QUESTION: Hey, Harry -- A company in Chicago was nice enough to reply to my resume submission, but wrote back, "We're looking for someone who has taken ideas from conception to finished product." I politely replied that I'd done that at a previous employer. My guess is that they only looked at my current job experience and not at my prior work history. Is there any way, either in the cover letter or by rearranging the resume, to get employers to focus on my best time between 1999 and 2004?
ANSWER: Not really. The issue is not how relevant you were four years ago, but how relevant you are today. Ideally, companies want candidates who can plug-and-play into their current business, based on current industry best practices. They want to see what you have done in the most recent chapter of your career -- and four years ago is a very long time, especially in "internet years."
PS - About the ATS ...
Understand that when internal and third-party recruiters (like me) receive your resume, the document is often automatically inhaled into an Applicant Tracking System. The ATS allows us to quickly scan a resume with the keywords from the relevant job posting highlighted. If your resume lights up like a Christmas tree when viewed in an ATS, then you are "qualified" for the position for which you have applied and we will likely follow up with a phone call. If it doesn't, then we're on to the next resume. And this stuff about your blog being your resume is just wishful thinking.

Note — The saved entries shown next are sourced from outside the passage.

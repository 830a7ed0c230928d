//! # zenbmp
//!
//! Strict BMP decoder producing RGBA8 pixel buffers with a bottom-left origin.
//!
//! ## Supported input
//!
//! - Info header revisions 1 through 5 (`BITMAPINFOHEADER` to
//!   `BITMAPV5HEADER`). Revision 4+ headers must declare the sRGB color space.
//! - Palette-indexed images at 1, 2, 4 and 8 bits per pixel.
//! - Direct-color images at 16, 24 and 32 bits per pixel, uncompressed
//!   (`BI_RGB`, fixed default masks) or with explicit `BI_BITFIELDS` masks.
//! - Bottom-up (positive height) and top-down (negative height) row order.
//!
//! ## Output conventions
//!
//! - Row 0 of the output is the bottom row of the image.
//! - Masked channels are not rescaled: a 5-bit channel decodes to 0–31.
//! - Images without an alpha mask, including every 24-bit image, decode with
//!   alpha 0.
//!
//! ## Non-Goals
//!
//! - Encoding
//! - RLE compression, embedded JPEG/PNG
//! - ICC profiles or any color space besides sRGB
//! - OS/2 core headers
//!
//! ## Usage
//!
//! ```no_run
//! use zenbmp::{decode_bmp, probe_bmp};
//!
//! let data: &[u8] = &[]; // your BMP bytes
//!
//! // Probe without decoding
//! let header = probe_bmp(data)?;
//! println!("{}x{} {:?}", header.info.width, header.info.height, header.info.bit_depth);
//!
//! let bitmap = decode_bmp(data)?;
//! assert_eq!(bitmap.pixels().len(), (bitmap.width * bitmap.height) as usize);
//! # Ok::<(), zenbmp::BmpError>(())
//! ```

#![cfg_attr(not(feature = "std"), no_std)]
#![forbid(unsafe_code)]

extern crate alloc;

mod bmp;
mod decode;
mod error;
mod limits;

// Re-exports
pub use bmp::{
    BitDepth, BmpHeader, ChannelMasks, ColorSpace, Compression, FileHeader, HeaderExtension,
    InfoHeader, LCS_SRGB, ResolvedMasks, Revision, RgbMasks, RowOrder, mask_shift, resolve_masks,
};
pub use decode::{Bitmap, DecodeRequest};
pub use error::BmpError;
pub use limits::Limits;
pub use rgb::RGBA8;

/// Decode BMP bytes with no limits.
pub fn decode_bmp(data: &[u8]) -> Result<Bitmap, BmpError> {
    DecodeRequest::new(data).decode()
}

/// Parse the file and info headers without decoding any pixels.
pub fn probe_bmp(data: &[u8]) -> Result<BmpHeader, BmpError> {
    bmp::probe(data)
}

/// Read and decode a BMP file.
///
/// The file is read into memory in full and released before this returns,
/// on success or failure.
#[cfg(feature = "std")]
pub fn decode_bmp_file<P: AsRef<std::path::Path>>(path: P) -> Result<Bitmap, BmpError> {
    let path = path.as_ref();
    let data = std::fs::read(path).inspect_err(|e| {
        log::error!("failed to open bitmap image file {}: {e}", path.display());
    })?;
    decode_bmp(&data)
}
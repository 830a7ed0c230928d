use alloc::string::String;

/// Errors from BMP decoding.
///
/// Every variant is terminal for the decode call that produced it. The decoder
/// never returns a partially filled buffer alongside an error.
#[derive(Debug, thiserror::Error)]
#[non_exhaustive]
pub enum BmpError {
    /// The first two bytes are not `BM`.
    #[error("expected a bitmap image file; file corrupted or wrong type")]
    CorruptFile,

    /// Compression other than uncompressed RGB or bit-fields.
    #[error("unsupported BMP compression mode {0}")]
    UnsupportedCompression(u32),

    /// A revision 4+ info header declared a color space other than sRGB.
    #[error("unsupported non-sRGB color space tag {0:#010x}")]
    UnsupportedColorSpace(u32),

    /// A read or seek ran past the end of the input.
    #[error("unexpected end of input: needed {needed} bytes at offset {offset}")]
    IoFailure { offset: usize, needed: usize },

    /// A pixel index has no entry in the palette.
    #[error("palette index {index} out of range (palette has {len} entries)")]
    PaletteIndexOutOfRange { index: u8, len: usize },

    /// Bits per pixel other than 1, 2, 4, 8, 16, 24 or 32.
    #[error("unsupported BMP bit depth {0}")]
    UnsupportedBitDepth(u16),

    /// A header field is malformed, such as an info header under 40 bytes.
    #[error("invalid header: {0}")]
    InvalidHeader(String),

    /// Width is not positive or height is zero.
    #[error("invalid dimensions: {width}x{height}")]
    InvalidDimensions { width: i32, height: i32 },

    /// The RGBA8 output for these dimensions does not fit in memory.
    #[error("dimensions too large: {width}x{height}")]
    DimensionsTooLarge { width: u32, height: u32 },

    /// A caller-supplied [`crate::Limits`] cap was exceeded.
    #[error("limit exceeded: {0}")]
    LimitExceeded(String),

    /// The bitmap file could not be opened or read.
    #[cfg(feature = "std")]
    #[error("failed to read bitmap image file: {0}")]
    FileAccess(#[from] std::io::Error),
}
use crate::error::BmpError;

/// Bytes per decoded pixel.
const RGBA8_BYTES: u64 = 4;

/// Caps on the decoded bitmap, checked once the headers are parsed and before
/// the pixel buffer is allocated.
///
/// `None` leaves a dimension unbounded. Heights are row counts, so top-down
/// files are measured by `|height|`.
#[derive(Clone, Debug, Default, PartialEq, Eq)]
pub struct Limits {
    pub max_width: Option<u64>,
    pub max_height: Option<u64>,
    /// Maximum `width * rows`.
    pub max_pixels: Option<u64>,
    /// Maximum size of the RGBA8 output buffer.
    pub max_memory_bytes: Option<u64>,
}

impl Limits {
    /// Check a `width` x `rows` bitmap against every cap, in the order width,
    /// height, pixel count, output bytes.
    pub(crate) fn check(&self, width: u32, rows: u32) -> Result<(), BmpError> {
        let pixels = u64::from(width) * u64::from(rows);
        let caps = [
            ("width", u64::from(width), self.max_width),
            ("height", u64::from(rows), self.max_height),
            ("pixel count", pixels, self.max_pixels),
            ("output bytes", pixels.saturating_mul(RGBA8_BYTES), self.max_memory_bytes),
        ];
        for (what, value, cap) in caps {
            if let Some(cap) = cap.filter(|&cap| value > cap) {
                return Err(BmpError::LimitExceeded(alloc::format!(
                    "{what} {value} exceeds limit {cap}"
                )));
            }
        }
        Ok(())
    }

    /// RGBA8 output size of a `width` x `rows` bitmap, if it is addressable.
    pub(crate) fn output_bytes(width: u32, rows: u32) -> Option<usize> {
        let bytes = (u64::from(width) * u64::from(rows)).checked_mul(RGBA8_BYTES)?;
        usize::try_from(bytes).ok()
    }
}

#[cfg(test)]
mod tests {
    use super::*;

    #[test]
    fn default_limits_accept_everything() {
        assert!(Limits::default().check(u32::MAX, u32::MAX).is_ok());
    }

    #[test]
    fn pixel_limit_uses_product() {
        let limits = Limits {
            max_pixels: Some(12),
            ..Default::default()
        };
        assert!(limits.check(3, 4).is_ok());
        assert!(matches!(
            limits.check(4, 4),
            Err(BmpError::LimitExceeded(_))
        ));
    }

    #[test]
    fn memory_limit_counts_four_bytes_per_pixel() {
        let limits = Limits {
            max_memory_bytes: Some(64),
            ..Default::default()
        };
        assert!(limits.check(4, 4).is_ok());
        match limits.check(4, 5) {
            Err(BmpError::LimitExceeded(msg)) => assert!(msg.contains("output bytes 80")),
            other => panic!("expected LimitExceeded, got {other:?}"),
        }
    }

    #[test]
    fn width_is_checked_before_pixel_count() {
        let limits = Limits {
            max_width: Some(2),
            max_pixels: Some(1),
            ..Default::default()
        };
        match limits.check(3, 1) {
            Err(BmpError::LimitExceeded(msg)) => assert!(msg.starts_with("width 3")),
            other => panic!("expected LimitExceeded, got {other:?}"),
        }
    }

    #[test]
    fn output_bytes_is_rgba8() {
        assert_eq!(Limits::output_bytes(3, 2), Some(24));
        assert_eq!(Limits::output_bytes(u32::MAX, u32::MAX), None);
    }
}
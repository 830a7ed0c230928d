#![cfg(feature = "std")]

mod common;

use std::path::Path;

use common::BmpBuilder;
use mktemp::Temp;
use zenbmp::*;

#[test]
fn file_decode_matches_bytes() -> Result<(), Box<dyn std::error::Error>> {
    let data = BmpBuilder::new(2, -2, 32)
        .row(&[1, 2, 3, 4, 5, 6, 7, 8])
        .row(&[9, 10, 11, 12, 13, 14, 15, 16])
        .build();
    let tmp = Temp::new_file()?;
    std::fs::write(&tmp, &data)?;

    let from_file = decode_bmp_file(&tmp)?;
    let from_bytes = decode_bmp(&data)?;
    assert_eq!(from_file, from_bytes);
    assert_eq!(from_file.pixel(0, 1), Some(RGBA8::new(3, 2, 1, 4)));
    Ok(())
}

#[test]
fn missing_file_is_file_access_error() -> Result<(), Box<dyn std::error::Error>> {
    let dir = Temp::new_dir()?;
    let path = AsRef::<Path>::as_ref(&dir).join("missing.bmp");
    match decode_bmp_file(&path) {
        Err(BmpError::FileAccess(e)) => assert_eq!(e.kind(), std::io::ErrorKind::NotFound),
        other => panic!("expected FileAccess, got {other:?}"),
    }
    Ok(())
}

#[test]
fn corrupt_file_on_disk() -> Result<(), Box<dyn std::error::Error>> {
    let tmp = Temp::new_file()?;
    std::fs::write(&tmp, b"P6\n1 1\n255\n\0\0\0")?;
    assert!(matches!(
        decode_bmp_file(&tmp),
        Err(BmpError::CorruptFile)
    ));
    Ok(())
}
//! Synthetic BMP byte streams for tests.

#![allow(dead_code)]

use zenbmp::LCS_SRGB;

pub const BI_RGB: u32 = 0;
pub const BI_RLE4: u32 = 2;
pub const BI_BITFIELDS: u32 = 3;

/// Builds a BMP file field by field. Rows are given unpadded in stored order
/// and padded to a 4-byte stride on build.
#[derive(Clone, Debug)]
pub struct BmpBuilder {
    pub magic: [u8; 2],
    pub header_size: u32,
    pub width: i32,
    pub height: i32,
    pub bpp: u16,
    pub compression: u32,
    pub masks: [u32; 3],
    pub alpha_mask: u32,
    pub color_space: u32,
    pub palette: Vec<[u8; 4]>,
    pub palette_count: Option<u32>,
    pub rows: Vec<Vec<u8>>,
}

impl BmpBuilder {
    pub fn new(width: i32, height: i32, bpp: u16) -> Self {
        Self {
            magic: *b"BM",
            header_size: 40,
            width,
            height,
            bpp,
            compression: BI_RGB,
            masks: [0; 3],
            alpha_mask: 0,
            color_space: LCS_SRGB,
            palette: Vec::new(),
            palette_count: None,
            rows: Vec::new(),
        }
    }

    pub fn header_size(mut self, size: u32) -> Self {
        self.header_size = size;
        self
    }

    pub fn compression(mut self, compression: u32) -> Self {
        self.compression = compression;
        self
    }

    pub fn masks(mut self, red: u32, green: u32, blue: u32) -> Self {
        self.masks = [red, green, blue];
        self
    }

    pub fn alpha_mask(mut self, alpha: u32) -> Self {
        self.alpha_mask = alpha;
        self
    }

    pub fn color_space(mut self, tag: u32) -> Self {
        self.color_space = tag;
        self
    }

    /// Palette entries given as `[r, g, b, a]`, stored as B, G, R, A.
    pub fn palette(mut self, entries: &[[u8; 4]]) -> Self {
        self.palette = entries.iter().map(|&[r, g, b, a]| [b, g, r, a]).collect();
        self
    }

    /// Override the declared palette color count.
    pub fn palette_count(mut self, count: u32) -> Self {
        self.palette_count = Some(count);
        self
    }

    pub fn row(mut self, bytes: &[u8]) -> Self {
        self.rows.push(bytes.to_vec());
        self
    }

    pub fn stride(&self) -> usize {
        (self.bpp as usize * self.width.unsigned_abs() as usize).div_ceil(32) * 4
    }

    pub fn build(&self) -> Vec<u8> {
        let mut info = Vec::new();
        info.extend_from_slice(&self.header_size.to_le_bytes());
        info.extend_from_slice(&self.width.to_le_bytes());
        info.extend_from_slice(&self.height.to_le_bytes());
        info.extend_from_slice(&1u16.to_le_bytes());
        info.extend_from_slice(&self.bpp.to_le_bytes());
        info.extend_from_slice(&self.compression.to_le_bytes());
        info.extend_from_slice(&0u32.to_le_bytes());
        info.extend_from_slice(&2835i32.to_le_bytes());
        info.extend_from_slice(&2835i32.to_le_bytes());
        let count = self.palette_count.unwrap_or(self.palette.len() as u32);
        info.extend_from_slice(&count.to_le_bytes());
        info.extend_from_slice(&0u32.to_le_bytes());

        if self.header_size >= 52 || (self.header_size == 40 && self.compression == BI_BITFIELDS)
        {
            for mask in self.masks {
                info.extend_from_slice(&mask.to_le_bytes());
            }
        }
        if self.header_size >= 56 {
            info.extend_from_slice(&self.alpha_mask.to_le_bytes());
        }
        if self.header_size >= 108 {
            info.extend_from_slice(&self.color_space.to_le_bytes());
        }
        if info.len() < self.header_size as usize {
            info.resize(self.header_size as usize, 0);
        }

        let palette_bytes: Vec<u8> = self.palette.iter().flatten().copied().collect();
        let pixel_offset = 14 + info.len() + palette_bytes.len();

        let stride = self.stride();
        let mut pixels = Vec::new();
        for row in &self.rows {
            let mut padded = row.clone();
            padded.resize(stride, 0);
            pixels.extend_from_slice(&padded);
        }

        let file_size = pixel_offset + pixels.len();
        let mut out = Vec::with_capacity(file_size);
        out.extend_from_slice(&self.magic);
        out.extend_from_slice(&(file_size as u32).to_le_bytes());
        out.extend_from_slice(&0u16.to_le_bytes());
        out.extend_from_slice(&0u16.to_le_bytes());
        out.extend_from_slice(&(pixel_offset as u32).to_le_bytes());
        out.extend_from_slice(&info);
        out.extend_from_slice(&palette_bytes);
        out.extend_from_slice(&pixels);
        out
    }
}

/// Byte offset of the first pixel row in a built file.
pub fn pixel_offset(file: &[u8]) -> usize {
    u32::from_le_bytes([file[10], file[11], file[12], file[13]]) as usize
}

Remember Malcolm Gladwell's book "Blink?" Same deal.
Your best bet is to customize a keyword-specific version of your resume for each job application. Make sure it's honest, though, because secondary reference checks will expose a sham -- even if the recruiter doesn't.
Secondary references, btw, are those that arise when the reference checker asks the candidate's reference "Who else has worked with this candidate in a similar capacity? Do you have their number so I can call them?" Since the candidate has no idea whom their primary reference will identify, they have no way of controlling the spin on their work experience. Result: Busted.
Customizing your resume takes effort, but there's simply no use applying for a job unless your resume is properly mapped to the current position. One-size-fits-all resumes rarely cut it, unless your recruiter specializes in the type of position that happens to match what's already on it. Or knows you personally.